Заканчивая анализ гносеологических аспектов иронии, разрабатываемых в исследовательской литературе со второй половины ХХ века, можно выделить следующие тенденции их развития. Во-первых, это попытка осуществления антропологического разворота всех гносеологических функций иронии – и иронии как метода познания, и иронии как способа мышления, и иронии как способа конструирования возможных миров и смыслов. Этот антропологический разворот задается двояким образом – и за счет переключения внимания с категории иронии на созданную исследователем фигуру ироника (иронизирующего философа), и за счет выявления экзистенциально-ценностных ракурсов познавательной специфики иронии. Во-вторых, нужно обратить внимание на тенденцию, обратную антропологическому расширению гносеологических аспектов иронии и связанную со своеобразным сужением и более детальным рассмотрением иронии как способа познания, в результате чего происходит углубление и развитие методологического содержания иронии. В-третьих, необходимо отметить тенденцию поиска границ иронического мышления и познания, проявляющуюся в осмыслении возможности влияния процесса иронизирования на чувственно-инстинктивную область человеческого бытия.

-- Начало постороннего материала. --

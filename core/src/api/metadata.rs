use crate::client::RegistryClient;
use crate::error::Result;
use crate::http::HttpMethod;
use crate::query::QueryParams;
use crate::request::RequestBody;
use crate::types::{ArtifactMetadata, ArtifactVersionMetadata, UpdateArtifactMetadataRequest};
use crate::validation::{validate_artifact, validate_artifact_version};

/// Artifact and version metadata, obtained from [`RegistryClient::metadata`].
#[derive(Debug, Clone, Copy)]
pub struct MetadataApi<'a> {
    client: &'a RegistryClient,
}

impl<'a> MetadataApi<'a> {
    pub(crate) fn new(client: &'a RegistryClient) -> Self {
        Self { client }
    }

    pub fn version_metadata(
        &self,
        group_id: &str,
        artifact_id: &str,
        version: &str,
    ) -> Result<ArtifactVersionMetadata> {
        validate_artifact_version(group_id, artifact_id, version)?;
        let url = self.client.url(
            &["groups", group_id, "artifacts", artifact_id, "versions", version],
            &QueryParams::new(),
        );
        self.client.call(HttpMethod::Get, url, None, 200)
    }

    /// Empty fields of `request` are left unchanged by the registry.
    pub fn update_version_metadata(
        &self,
        group_id: &str,
        artifact_id: &str,
        version: &str,
        request: &UpdateArtifactMetadataRequest,
    ) -> Result<()> {
        validate_artifact_version(group_id, artifact_id, version)?;
        let body = RequestBody::json(request)?;
        let url = self.client.url(
            &["groups", group_id, "artifacts", artifact_id, "versions", version],
            &QueryParams::new(),
        );
        self.client.call_empty(HttpMethod::Put, url, Some(body), 204)
    }

    pub fn artifact_metadata(&self, group_id: &str, artifact_id: &str) -> Result<ArtifactMetadata> {
        validate_artifact(group_id, artifact_id)?;
        let url = self
            .client
            .url(&["groups", group_id, "artifacts", artifact_id], &QueryParams::new());
        self.client.call(HttpMethod::Get, url, None, 200)
    }

    pub fn update_artifact_metadata(
        &self,
        group_id: &str,
        artifact_id: &str,
        request: &UpdateArtifactMetadataRequest,
    ) -> Result<()> {
        validate_artifact(group_id, artifact_id)?;
        let body = RequestBody::json(request)?;
        let url = self
            .client
            .url(&["groups", group_id, "artifacts", artifact_id], &QueryParams::new());
        self.client.call_empty(HttpMethod::Put, url, Some(body), 204)
    }
}

#[cfg(test)]
mod tests {
    use super::*;
    use crate::http::HttpResponse;
    use crate::transport::testing::FakeTransport;
    use crate::RegistryError;

    fn client(transport: &FakeTransport) -> RegistryClient {
        RegistryClient::builder("http://registry/apis/registry/v3")
            .transport(transport.clone())
            .build()
    }

    #[test]
    fn version_metadata_decodes_flattened_fields() {
        let transport = FakeTransport::new().respond(HttpResponse::new(
            200,
            r#"{"groupId":"g","artifactId":"a","name":"Orders","artifactType":"AVRO",
                "labels":{"env":"prod"},"version":"2","globalId":11,"contentId":5}"#,
        ));

        let meta = client(&transport).metadata().version_metadata("g", "a", "2").unwrap();

        assert_eq!(meta.base.name, "Orders");
        assert_eq!(meta.base.artifact_type, "AVRO");
        assert_eq!(meta.base.labels.get("env").map(String::as_str), Some("prod"));
        assert_eq!(meta.global_id, 11);
    }

    #[test]
    fn artifact_metadata_decodes_modification_fields() {
        let transport = FakeTransport::new().respond(HttpResponse::new(
            200,
            r#"{"groupId":"g","artifactId":"a","owner":"alice","modifiedBy":"bob","modifiedOn":"2024-05-01T00:00:00Z"}"#,
        ));

        let meta = client(&transport).metadata().artifact_metadata("g", "a").unwrap();

        assert_eq!(meta.base.owner, "alice");
        assert_eq!(meta.modified_by, "bob");
        assert_eq!(
            transport.last_request().url,
            "http://registry/apis/registry/v3/groups/g/artifacts/a"
        );
    }

    #[test]
    fn update_omits_empty_fields() {
        let transport = FakeTransport::new().respond(HttpResponse::new(204, ""));
        let request = UpdateArtifactMetadataRequest {
            description: "order events".to_string(),
            ..Default::default()
        };

        client(&transport)
            .metadata()
            .update_version_metadata("g", "a", "1", &request)
            .unwrap();

        let sent = transport.last_request();
        assert_eq!(sent.method, HttpMethod::Put);
        assert_eq!(sent.body.as_deref(), Some(br#"{"description":"order events"}"#.as_slice()));
    }

    #[test]
    fn unexpected_success_status_is_an_error() {
        let transport = FakeTransport::new().respond(HttpResponse::new(200, r#"{"status":200,"title":"OK"}"#));
        let err = client(&transport)
            .metadata()
            .update_artifact_metadata("g", "a", &UpdateArtifactMetadataRequest::default())
            .unwrap_err();
        assert!(matches!(err, RegistryError::Api(_)));
    }

    #[test]
    fn reserved_characters_in_ids_are_encoded() {
        let transport = FakeTransport::new().respond(HttpResponse::new(200, "{}"));
        client(&transport).metadata().artifact_metadata("my group", "a/b").unwrap();
        assert_eq!(
            transport.last_request().url,
            "http://registry/apis/registry/v3/groups/my%20group/artifacts/a%2Fb"
        );
    }
}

Однако, помимо установления тенденций развития гносеологических аспектов иронии, наш аналитический обзор позволяет нам выявить перспективные направления современной теоретико-познавательной мысли. Одно из этих направлений связана с формированием новой модели знания, в которой процесс иронического вопрошания занимает центральное место, и которая сосредотачивает внимание человека не столько на том, что он думает и говорит, сколько на том, как он живет. Второе направление относится к построению антропологического горизонта теоретико-познавательных структур с целью придания этим структурам размерности человеческого существования. И последнее, что хочется отметить, – это то, что развертывание всех вышеназванных тенденций и направлений развития как гносеологической специфики иронии, так и современной теории познания, не может не способствовать дальнейшему росту философского знания и философской рефлексии.